Please transcribe the data that follows, keeping every line exact.

_Saved entries:_
▬▬▬▬▬▬▬▬▬▬

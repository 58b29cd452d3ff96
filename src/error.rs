use serde::Deserialize;
use thiserror::Error;

pub type ClientResult<T> = Result<T, ClientError>;

#[derive(Debug, Error)]
pub enum ClientError {
    #[error("api error ({status}): {message}")]
    Api { status: u16, message: String },

    #[error("request failed: {0}")]
    Http(#[from] reqwest::Error),

    #[error("malformed response body: {0}")]
    Decode(#[from] serde_json::Error),

    #[error("not signed in, run `tarefas auth login` or `tarefas auth nickname` first")]
    Unauthenticated,

    #[error("session file error: {0}")]
    Session(#[from] std::io::Error),

    #[error("invalid input: {0}")]
    InvalidInput(String),
}

/// Error body the backend sends on non-2xx responses.
#[derive(Debug, Deserialize)]
struct ApiErrorBody {
    #[serde(default)]
    error: Option<String>,
    #[serde(default)]
    message: Option<String>,
}

impl ClientError {
    /// Builds the `Api` variant from a failed response, preferring the
    /// backend's structured `{error, message}` body and falling back to the
    /// raw text when the body is not JSON.
    pub fn from_response(status: u16, body: &[u8]) -> Self {
        if status == 401 {
            return Self::Unauthenticated;
        }

        let message = serde_json::from_slice::<ApiErrorBody>(body)
            .ok()
            .and_then(|body| body.message.or(body.error))
            .unwrap_or_else(|| String::from_utf8_lossy(body).trim().to_string());

        let message = if message.is_empty() {
            format!("request failed with status {status}")
        } else {
            message
        };

        Self::Api { status, message }
    }

    pub fn status(&self) -> Option<u16> {
        match self {
            Self::Api { status, .. } => Some(*status),
            _ => None,
        }
    }
}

▬▬▬▬▬▬▬▬▬▬

_WRITTEN RESPONSE:_
repository 58b29cd452d3ff96
filename src/error.rs
use serde::Deserialize;
use thiserror::Error;

pub type ClientResult<T> = Result<T, ClientError>;

#[derive(Debug, Error)]
pub enum ClientError {
    #[error("api error ({status}): {message}")]
    Api { status: u16, message: String },

    #[error("request failed: {0}")]
    Http(#[from] reqwest::Error),

    #[error("malformed response body: {0}")]
    Decode(#[from] serde_json::Error),

    #[error("not signed in, run `tarefas auth login` or `tarefas auth nickname` first")]
    Unauthenticated,

    #[error("session file error: {0}")]
    Session(#[from] std::io::Error),

    #[error("invalid input: {0}")]
    InvalidInput(String),
}

/// Error body the backend sends on non-2xx responses.
#[derive(Debug, Deserialize)]
struct ApiErrorBody {
    #[serde(default)]
    error: Option<String>,
    #[serde(default)]
    message: Option<String>,
}

impl ClientError {
    /// Builds the `Api` variant from a failed response, preferring the
    /// backend's structured `{error, message}` body and falling back to the
    /// raw text when the body is not JSON.
    pub fn from_response(status: u16, body: &[u8]) -> Self {
        if status == 401 {
            return Self::Unauthenticated;
        }

        let message = serde_json::from_slice::<ApiErrorBody>(body)
            .ok()
            .and_then(|body| body.message.or(body.error))
            .unwrap_or_else(|| String::from_utf8_lossy(body).trim().to_string());

        let message = if message.is_empty() {
            format!("request failed with status {status}")
        } else {
            message
        };

        Self::Api { status, message }
    }

    pub fn status(&self) -> Option<u16> {
        match self {
            Self::Api { status, .. } => Some(*status),
            _ => None,
        }
    }
}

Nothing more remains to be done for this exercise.